| Action item |
In the records below, count every line where the string "variable" appears, and reply with the count only.

| Data for this exercise |
- - -
use std::path::{Path, PathBuf};

use log::debug;
use thiserror::Error;

pub const ROOT_ENV: &str = "ROOT_PATH";
pub const POSITION_FILE: &str = "chess_game/chess_positions_as_fen.txt";
pub const ENGINE_FILE: &str = "stockfish/stockfish";

#[derive(Debug, Error, Clone, PartialEq, Eq)]
pub enum ConfigError {
    #[error("environment variable {0} is not set")]
    MissingVar(&'static str),
    #[error("environment variable {0} is empty")]
    EmptyVar(&'static str),
}

/// Search and resource options handed to the engine on startup.
#[derive(Clone, Debug, PartialEq, Eq, serde::Serialize)]
pub struct EngineSettings {
    pub depth: u32,
    pub threads: u32,
    pub hash_mb: u32,
    pub skill_level: Option<u8>,
}

impl Default for EngineSettings {
    fn default() -> Self {
        Self { depth: 15, threads: 1, hash_mb: 16, skill_level: None }
    }
}

#[derive(Clone, Debug, PartialEq, Eq, serde::Serialize)]
pub struct HarnessConfig {
    pub root: PathBuf,
    pub position_file: PathBuf,
    pub engine_path: PathBuf,
    pub engine: EngineSettings,
}

impl HarnessConfig {
    /// Lay out the position file and engine binary under `root`.
    pub fn from_root(root: impl Into<PathBuf>) -> Self {
        let root = root.into();
        Self {
            position_file: root.join(POSITION_FILE),
            engine_path: root.join(ENGINE_FILE),
            root,
            engine: EngineSettings::default(),
        }
    }

    pub fn from_env() -> Result<Self, ConfigError> {
        Self::from_lookup(|key| std::env::var(key).ok())
    }

    pub fn from_lookup<F>(lookup: F) -> Result<Self, ConfigError>
    where
        F: Fn(&str) -> Option<String>,
    {
        let root = lookup(ROOT_ENV).ok_or(ConfigError::MissingVar(ROOT_ENV))?;
        if root.trim().is_empty() {
            return Err(ConfigError::EmptyVar(ROOT_ENV));
        }
        debug!("Looking up environment variable {ROOT_ENV}={root}");
        Ok(Self::from_root(root))
    }

    pub fn with_engine_path(mut self, path: impl AsRef<Path>) -> Self {
        self.engine_path = path.as_ref().to_path_buf();
        self
    }

    pub fn with_engine_settings(mut self, engine: EngineSettings) -> Self {
        self.engine = engine;
        self
    }
}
- - -
| Solution for this exercise |
3